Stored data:

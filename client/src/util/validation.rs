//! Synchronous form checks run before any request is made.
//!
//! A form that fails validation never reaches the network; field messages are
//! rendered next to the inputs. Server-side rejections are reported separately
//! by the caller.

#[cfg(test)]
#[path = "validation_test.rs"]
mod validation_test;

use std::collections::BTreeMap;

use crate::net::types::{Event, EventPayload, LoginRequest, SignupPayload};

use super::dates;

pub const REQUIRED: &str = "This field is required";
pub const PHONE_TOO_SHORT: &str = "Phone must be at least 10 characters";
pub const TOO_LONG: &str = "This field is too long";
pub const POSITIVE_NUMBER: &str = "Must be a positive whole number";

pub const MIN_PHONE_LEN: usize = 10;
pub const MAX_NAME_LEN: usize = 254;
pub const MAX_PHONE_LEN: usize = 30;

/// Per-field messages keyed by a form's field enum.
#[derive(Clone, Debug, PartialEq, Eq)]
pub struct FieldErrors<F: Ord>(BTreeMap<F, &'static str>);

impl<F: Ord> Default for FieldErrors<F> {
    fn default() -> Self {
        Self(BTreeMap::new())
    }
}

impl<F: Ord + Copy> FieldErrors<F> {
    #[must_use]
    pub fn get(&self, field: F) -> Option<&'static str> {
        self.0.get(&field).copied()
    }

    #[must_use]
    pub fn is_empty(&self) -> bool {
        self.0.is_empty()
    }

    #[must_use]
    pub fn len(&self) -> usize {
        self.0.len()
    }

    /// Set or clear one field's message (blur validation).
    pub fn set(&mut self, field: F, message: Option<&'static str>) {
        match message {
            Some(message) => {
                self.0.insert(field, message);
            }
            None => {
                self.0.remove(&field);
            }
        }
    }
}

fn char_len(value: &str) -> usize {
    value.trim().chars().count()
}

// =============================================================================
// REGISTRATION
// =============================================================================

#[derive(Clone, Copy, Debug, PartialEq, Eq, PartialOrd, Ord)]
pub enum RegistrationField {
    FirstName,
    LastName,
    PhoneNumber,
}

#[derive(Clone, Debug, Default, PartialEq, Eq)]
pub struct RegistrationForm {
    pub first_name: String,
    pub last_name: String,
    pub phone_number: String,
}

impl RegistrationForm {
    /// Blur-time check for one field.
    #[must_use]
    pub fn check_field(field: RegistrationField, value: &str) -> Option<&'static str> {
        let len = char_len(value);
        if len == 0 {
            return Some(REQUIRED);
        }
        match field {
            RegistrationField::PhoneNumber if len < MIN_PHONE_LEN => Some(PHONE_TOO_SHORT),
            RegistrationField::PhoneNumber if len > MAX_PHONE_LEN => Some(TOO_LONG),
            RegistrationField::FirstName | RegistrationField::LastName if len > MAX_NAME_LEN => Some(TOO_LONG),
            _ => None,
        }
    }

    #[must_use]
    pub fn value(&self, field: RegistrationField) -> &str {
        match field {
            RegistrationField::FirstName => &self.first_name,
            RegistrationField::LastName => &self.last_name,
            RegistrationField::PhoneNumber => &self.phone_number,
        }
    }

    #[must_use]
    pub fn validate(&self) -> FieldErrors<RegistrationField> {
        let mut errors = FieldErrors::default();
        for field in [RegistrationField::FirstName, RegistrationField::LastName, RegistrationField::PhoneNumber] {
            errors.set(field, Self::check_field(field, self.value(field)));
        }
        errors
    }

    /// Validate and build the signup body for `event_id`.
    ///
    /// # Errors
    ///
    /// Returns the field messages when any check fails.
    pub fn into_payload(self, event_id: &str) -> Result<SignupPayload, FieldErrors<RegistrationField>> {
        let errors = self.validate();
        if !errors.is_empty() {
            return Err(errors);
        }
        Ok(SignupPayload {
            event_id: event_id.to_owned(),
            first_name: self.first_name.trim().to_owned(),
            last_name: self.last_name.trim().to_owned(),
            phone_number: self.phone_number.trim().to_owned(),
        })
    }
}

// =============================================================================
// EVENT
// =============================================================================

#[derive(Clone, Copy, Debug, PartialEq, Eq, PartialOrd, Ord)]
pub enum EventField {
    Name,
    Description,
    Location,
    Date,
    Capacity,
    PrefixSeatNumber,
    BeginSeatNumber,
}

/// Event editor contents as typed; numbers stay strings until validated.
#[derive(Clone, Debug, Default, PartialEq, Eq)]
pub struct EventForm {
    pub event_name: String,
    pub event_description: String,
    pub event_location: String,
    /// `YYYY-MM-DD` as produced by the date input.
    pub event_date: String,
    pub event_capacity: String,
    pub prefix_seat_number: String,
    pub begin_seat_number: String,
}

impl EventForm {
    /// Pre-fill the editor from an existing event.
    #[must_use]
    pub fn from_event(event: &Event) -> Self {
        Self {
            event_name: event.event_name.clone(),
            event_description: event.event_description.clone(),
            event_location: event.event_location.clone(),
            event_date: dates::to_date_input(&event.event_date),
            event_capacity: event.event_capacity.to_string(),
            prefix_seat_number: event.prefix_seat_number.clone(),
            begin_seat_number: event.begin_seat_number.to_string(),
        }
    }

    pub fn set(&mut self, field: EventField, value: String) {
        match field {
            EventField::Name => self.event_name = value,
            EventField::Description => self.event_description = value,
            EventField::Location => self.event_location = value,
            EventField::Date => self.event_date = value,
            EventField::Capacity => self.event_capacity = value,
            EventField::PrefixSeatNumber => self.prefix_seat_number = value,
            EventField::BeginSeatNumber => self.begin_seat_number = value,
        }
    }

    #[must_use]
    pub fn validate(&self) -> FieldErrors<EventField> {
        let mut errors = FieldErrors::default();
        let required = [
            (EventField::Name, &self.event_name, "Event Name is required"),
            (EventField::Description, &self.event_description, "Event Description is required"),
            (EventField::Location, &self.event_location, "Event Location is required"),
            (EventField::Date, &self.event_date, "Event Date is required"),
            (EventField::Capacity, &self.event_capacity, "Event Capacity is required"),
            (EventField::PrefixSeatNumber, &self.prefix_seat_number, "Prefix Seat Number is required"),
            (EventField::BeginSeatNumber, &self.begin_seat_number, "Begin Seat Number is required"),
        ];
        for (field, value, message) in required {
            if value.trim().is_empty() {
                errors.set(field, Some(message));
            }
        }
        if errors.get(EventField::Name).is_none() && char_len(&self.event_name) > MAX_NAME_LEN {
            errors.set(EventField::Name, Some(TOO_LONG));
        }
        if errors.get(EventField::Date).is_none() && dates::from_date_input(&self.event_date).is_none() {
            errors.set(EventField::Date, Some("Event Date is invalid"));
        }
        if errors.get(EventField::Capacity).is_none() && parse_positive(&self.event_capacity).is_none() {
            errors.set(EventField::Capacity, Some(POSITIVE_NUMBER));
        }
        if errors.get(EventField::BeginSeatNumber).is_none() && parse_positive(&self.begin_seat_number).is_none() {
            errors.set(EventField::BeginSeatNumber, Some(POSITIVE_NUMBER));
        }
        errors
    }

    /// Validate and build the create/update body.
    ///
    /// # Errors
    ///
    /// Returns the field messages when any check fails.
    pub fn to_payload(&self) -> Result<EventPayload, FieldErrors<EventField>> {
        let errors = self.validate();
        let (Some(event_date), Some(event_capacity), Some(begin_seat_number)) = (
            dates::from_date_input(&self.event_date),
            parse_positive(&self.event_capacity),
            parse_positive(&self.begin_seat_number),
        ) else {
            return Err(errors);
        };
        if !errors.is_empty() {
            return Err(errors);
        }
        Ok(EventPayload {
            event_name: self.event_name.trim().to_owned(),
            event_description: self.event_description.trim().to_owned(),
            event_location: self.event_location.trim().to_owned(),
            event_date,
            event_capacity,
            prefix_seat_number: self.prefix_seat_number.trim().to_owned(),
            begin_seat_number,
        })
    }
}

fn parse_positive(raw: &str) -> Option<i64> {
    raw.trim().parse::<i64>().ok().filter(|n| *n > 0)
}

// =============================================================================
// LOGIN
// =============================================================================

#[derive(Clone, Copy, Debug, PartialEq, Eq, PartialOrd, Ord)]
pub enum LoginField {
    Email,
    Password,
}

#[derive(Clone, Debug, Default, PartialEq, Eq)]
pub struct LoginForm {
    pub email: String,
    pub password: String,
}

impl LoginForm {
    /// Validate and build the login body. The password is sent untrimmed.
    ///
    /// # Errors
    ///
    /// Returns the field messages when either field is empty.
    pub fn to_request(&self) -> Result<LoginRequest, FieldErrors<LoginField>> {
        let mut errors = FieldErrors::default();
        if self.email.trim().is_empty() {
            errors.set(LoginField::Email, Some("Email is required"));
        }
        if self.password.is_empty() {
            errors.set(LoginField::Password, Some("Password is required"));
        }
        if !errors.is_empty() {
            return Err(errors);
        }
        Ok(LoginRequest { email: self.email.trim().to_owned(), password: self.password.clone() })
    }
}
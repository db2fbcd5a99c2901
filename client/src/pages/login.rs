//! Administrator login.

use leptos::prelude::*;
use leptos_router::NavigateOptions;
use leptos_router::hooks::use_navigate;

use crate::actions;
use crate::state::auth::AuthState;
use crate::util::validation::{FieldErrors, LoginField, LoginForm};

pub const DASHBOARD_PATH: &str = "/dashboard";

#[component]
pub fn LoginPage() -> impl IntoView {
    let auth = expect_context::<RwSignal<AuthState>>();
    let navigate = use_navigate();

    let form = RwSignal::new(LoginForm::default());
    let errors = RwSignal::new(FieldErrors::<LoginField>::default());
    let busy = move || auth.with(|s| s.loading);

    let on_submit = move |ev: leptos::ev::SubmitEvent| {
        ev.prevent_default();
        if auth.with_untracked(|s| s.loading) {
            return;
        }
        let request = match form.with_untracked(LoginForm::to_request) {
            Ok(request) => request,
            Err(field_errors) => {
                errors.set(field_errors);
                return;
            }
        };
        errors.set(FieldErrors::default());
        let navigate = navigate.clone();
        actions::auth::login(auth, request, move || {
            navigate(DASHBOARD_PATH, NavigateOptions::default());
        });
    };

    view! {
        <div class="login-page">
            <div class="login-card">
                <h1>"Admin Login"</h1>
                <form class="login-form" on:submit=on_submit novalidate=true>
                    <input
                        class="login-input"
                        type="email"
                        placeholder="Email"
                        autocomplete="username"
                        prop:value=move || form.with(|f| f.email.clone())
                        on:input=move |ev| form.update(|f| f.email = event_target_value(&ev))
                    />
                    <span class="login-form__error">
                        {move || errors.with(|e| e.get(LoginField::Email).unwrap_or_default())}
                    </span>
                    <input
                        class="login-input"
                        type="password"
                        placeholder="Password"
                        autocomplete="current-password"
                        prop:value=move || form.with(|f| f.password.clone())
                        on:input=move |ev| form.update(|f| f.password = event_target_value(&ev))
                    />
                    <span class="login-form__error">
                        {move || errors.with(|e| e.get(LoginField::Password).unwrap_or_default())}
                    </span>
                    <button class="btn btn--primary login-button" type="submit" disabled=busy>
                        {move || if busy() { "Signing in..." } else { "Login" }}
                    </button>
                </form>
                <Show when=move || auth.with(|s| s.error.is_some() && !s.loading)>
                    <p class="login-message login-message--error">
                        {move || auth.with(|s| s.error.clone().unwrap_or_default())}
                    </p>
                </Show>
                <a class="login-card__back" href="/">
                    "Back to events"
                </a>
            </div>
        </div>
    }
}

▸ **YOUR ASSIGNMENT**: Please return the lines above exactly, from the first one down to the line with "pub const REQUIRED: &str", and stop after that line.

▸ **WRITTEN ANSWER**:
filename client/src/util/validation.rs
//! Synchronous form checks run before any request is made.
//!
//! A form that fails validation never reaches the network; field messages are
//! rendered next to the inputs. Server-side rejections are reported separately
//! by the caller.

#[cfg(test)]
#[path = "validation_test.rs"]
mod validation_test;

use std::collections::BTreeMap;

use crate::net::types::{Event, EventPayload, LoginRequest, SignupPayload};

use super::dates;

pub const REQUIRED: &str = "This field is required";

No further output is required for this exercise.